*EXERCISE BRIEF:*
When you reach the line containing "heights and balance." in the records below, start copying exactly, and stop once you have copied the line containing "let mut current = start;".

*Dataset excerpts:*
//! Rotations and the upward rebalancing walk.
//!
//! Every height recomputation goes through [`RawAvlTree::refresh`], which is
//! also the only place the zero-balance count changes for a surviving node.
//! That keeps the count exact across rotations without a separate fix-up.

use tracing::trace;

use super::handle::Handle;
use super::raw_avl_tree::RawAvlTree;

impl<K, V> RawAvlTree<K, V> {
    /// Recomputes the height and balance factor of `handle` from its
    /// children and moves it in or out of the zero-balance count.
    ///
    /// Returns the new balance factor.
    pub(super) fn refresh(&mut self, handle: Handle) -> i32 {
        let (left, right) = {
            let node = self.nodes.get(handle);
            (self.height(node.left), self.height(node.right))
        };
        let balance = left - right;

        let node = self.nodes.get_mut(handle);
        let was_zero = node.balance == 0;
        node.height = 1 + left.max(right);
        #[allow(clippy::cast_possible_truncation)]
        {
            node.balance = balance as i8;
        }

        match (was_zero, balance == 0) {
            (true, false) => self.zero_balanced -= 1,
            (false, true) => self.zero_balanced += 1,
            _ => {}
        }
        balance
    }

    /// Promotes the right child of `z` and returns it.
    pub(super) fn rotate_left(&mut self, z: Handle) -> Handle {
        let (y, parent) = {
            let node = self.nodes.get(z);
            let y = node.right.expect("`RawAvlTree::rotate_left()` - `z` has no right child!");
            (y, node.parent)
        };
        let inner = self.nodes.get(y).left;

        self.nodes.get_mut(z).right = inner;
        if let Some(inner) = inner {
            self.nodes.get_mut(inner).parent = Some(z);
        }
        self.nodes.get_mut(y).parent = parent;
        self.replace_child(parent, z, Some(y));
        self.nodes.get_mut(y).left = Some(z);
        self.nodes.get_mut(z).parent = Some(y);

        self.refresh(z);
        self.refresh(y);
        trace!(pivot = ?z, promoted = ?y, "rotated left");
        y
    }

    /// Promotes the left child of `z` and returns it.
    pub(super) fn rotate_right(&mut self, z: Handle) -> Handle {
        let (y, parent) = {
            let node = self.nodes.get(z);
            let y = node.left.expect("`RawAvlTree::rotate_right()` - `z` has no left child!");
            (y, node.parent)
        };
        let inner = self.nodes.get(y).right;

        self.nodes.get_mut(z).left = inner;
        if let Some(inner) = inner {
            self.nodes.get_mut(inner).parent = Some(z);
        }
        self.nodes.get_mut(y).parent = parent;
        self.replace_child(parent, z, Some(y));
        self.nodes.get_mut(y).right = Some(z);
        self.nodes.get_mut(z).parent = Some(y);

        self.refresh(z);
        self.refresh(y);
        trace!(pivot = ?z, promoted = ?y, "rotated right");
        y
    }

    /// Rotates the left child of `z` left, then `z` right.
    pub(super) fn rotate_left_right(&mut self, z: Handle) -> Handle {
        let left = self.nodes.get(z).left.expect("`RawAvlTree::rotate_left_right()` - `z` has no left child!");
        self.rotate_left(left);
        self.rotate_right(z)
    }

    /// Rotates the right child of `z` right, then `z` left.
    pub(super) fn rotate_right_left(&mut self, z: Handle) -> Handle {
        let right = self.nodes.get(z).right.expect("`RawAvlTree::rotate_right_left()` - `z` has no right child!");
        self.rotate_right(right);
        self.rotate_left(z)
    }

    /// Walks from `start` towards the root restoring heights and balance.
    ///
    /// Returns the number of rebalancing steps: 1 per height change that
    /// needed no rotation, 1 per single rotation and 2 per double rotation.
    /// A rotation that promotes the child whose height change was counted on
    /// the step below absorbs that count, since that growth is exactly what
    /// the rotation repairs.
    pub(crate) fn rebalance(&mut self, start: Option<Handle>) -> usize {
        let mut steps = 0;
        // Node whose height-only change was counted on the previous step.
        let mut grown: Option<Handle> = None;
        let mut current = start;

        while let Some(node) = current {
            let old_height = self.nodes.get(node).height;
            let balance = self.refresh(node);

            let top = if balance > 1 {
                let left = self.nodes.get(node).left.expect("left-heavy node has a left child");
                let (top, cost) = if self.balance_factor(left) < 0 {
                    (self.rotate_left_right(node), 2)
                } else {
                    (self.rotate_right(node), 1)
                };
                if grown == Some(left) {
                    steps -= 1;
                }
                steps += cost;
                grown = None;
                top
            } else if balance < -1 {
                let right = self.nodes.get(node).right.expect("right-heavy node has a right child");
                let (top, cost) = if self.balance_factor(right) > 0 {
                    (self.rotate_right_left(node), 2)
                } else {
                    (self.rotate_left(node), 1)
                };
                if grown == Some(right) {
                    steps -= 1;
                }
                steps += cost;
                grown = None;
                top
            } else if self.nodes.get(node).height != old_height {
                steps += 1;
                grown = Some(node);
                node
            } else {
                break;
            };

            current = self.nodes.get(top).parent;
        }
        steps
    }
}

*WRITTEN ANSWER:*
    /// Walks from `start` towards the root restoring heights and balance.
    ///
    /// Returns the number of rebalancing steps: 1 per height change that
    /// needed no rotation, 1 per single rotation and 2 per double rotation.
    /// A rotation that promotes the child whose height change was counted on
    /// the step below absorbs that count, since that growth is exactly what
    /// the rotation repairs.
    pub(crate) fn rebalance(&mut self, start: Option<Handle>) -> usize {
        let mut steps = 0;
        // Node whose height-only change was counted on the previous step.
        let mut grown: Option<Handle> = None;
        let mut current = start;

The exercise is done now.